(Collected data)
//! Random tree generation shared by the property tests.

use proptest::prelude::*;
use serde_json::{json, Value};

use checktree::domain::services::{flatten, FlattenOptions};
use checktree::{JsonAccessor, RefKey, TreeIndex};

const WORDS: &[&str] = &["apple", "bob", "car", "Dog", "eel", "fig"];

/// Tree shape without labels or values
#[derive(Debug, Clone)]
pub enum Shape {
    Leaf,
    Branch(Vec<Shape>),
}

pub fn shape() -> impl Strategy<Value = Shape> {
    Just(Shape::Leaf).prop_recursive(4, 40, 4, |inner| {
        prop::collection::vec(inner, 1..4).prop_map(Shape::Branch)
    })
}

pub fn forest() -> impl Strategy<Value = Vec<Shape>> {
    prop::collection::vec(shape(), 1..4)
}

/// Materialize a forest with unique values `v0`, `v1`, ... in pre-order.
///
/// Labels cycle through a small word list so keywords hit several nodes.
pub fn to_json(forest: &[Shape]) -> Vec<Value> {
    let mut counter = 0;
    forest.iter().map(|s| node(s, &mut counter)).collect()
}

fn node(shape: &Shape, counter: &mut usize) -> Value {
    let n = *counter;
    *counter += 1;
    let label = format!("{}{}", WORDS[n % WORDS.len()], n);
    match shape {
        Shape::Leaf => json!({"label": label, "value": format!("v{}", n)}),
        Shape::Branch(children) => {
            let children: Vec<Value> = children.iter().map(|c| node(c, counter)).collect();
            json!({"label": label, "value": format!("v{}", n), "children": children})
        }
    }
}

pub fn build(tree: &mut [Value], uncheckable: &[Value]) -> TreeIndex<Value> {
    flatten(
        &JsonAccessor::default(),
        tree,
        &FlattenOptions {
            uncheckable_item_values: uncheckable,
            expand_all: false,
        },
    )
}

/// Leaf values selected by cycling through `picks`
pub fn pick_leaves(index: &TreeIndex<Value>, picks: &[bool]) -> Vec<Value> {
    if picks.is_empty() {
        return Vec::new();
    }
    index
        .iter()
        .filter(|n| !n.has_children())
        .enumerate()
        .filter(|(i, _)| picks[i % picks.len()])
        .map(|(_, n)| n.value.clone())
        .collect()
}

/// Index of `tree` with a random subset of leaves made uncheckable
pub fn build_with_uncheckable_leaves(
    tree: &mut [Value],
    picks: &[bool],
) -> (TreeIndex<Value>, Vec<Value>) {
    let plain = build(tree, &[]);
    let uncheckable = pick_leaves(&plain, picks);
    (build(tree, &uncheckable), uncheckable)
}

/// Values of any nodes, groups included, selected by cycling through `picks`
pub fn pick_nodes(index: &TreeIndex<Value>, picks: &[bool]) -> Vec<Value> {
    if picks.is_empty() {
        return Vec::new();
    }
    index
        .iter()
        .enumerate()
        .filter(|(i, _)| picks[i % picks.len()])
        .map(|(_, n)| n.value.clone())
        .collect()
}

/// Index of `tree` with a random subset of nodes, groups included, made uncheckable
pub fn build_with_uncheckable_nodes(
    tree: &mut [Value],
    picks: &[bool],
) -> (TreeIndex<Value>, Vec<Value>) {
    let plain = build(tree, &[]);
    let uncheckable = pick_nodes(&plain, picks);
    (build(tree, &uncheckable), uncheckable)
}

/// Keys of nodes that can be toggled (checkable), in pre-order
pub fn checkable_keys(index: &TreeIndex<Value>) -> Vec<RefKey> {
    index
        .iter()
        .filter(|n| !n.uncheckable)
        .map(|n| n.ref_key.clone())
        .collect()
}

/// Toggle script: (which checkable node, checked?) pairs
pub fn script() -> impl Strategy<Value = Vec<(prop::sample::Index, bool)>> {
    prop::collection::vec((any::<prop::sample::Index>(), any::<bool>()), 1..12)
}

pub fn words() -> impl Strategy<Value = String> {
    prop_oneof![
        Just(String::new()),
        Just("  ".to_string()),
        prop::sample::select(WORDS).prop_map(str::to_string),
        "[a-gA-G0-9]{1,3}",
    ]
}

TASK GOAL ▸ Among the lines above, list those that contain the word "script".

RESPONSE FOR THIS EXERCISE ▸
/// Toggle script: (which checkable node, checked?) pairs
pub fn script() -> impl Strategy<Value = Vec<(prop::sample::Index, bool)>> {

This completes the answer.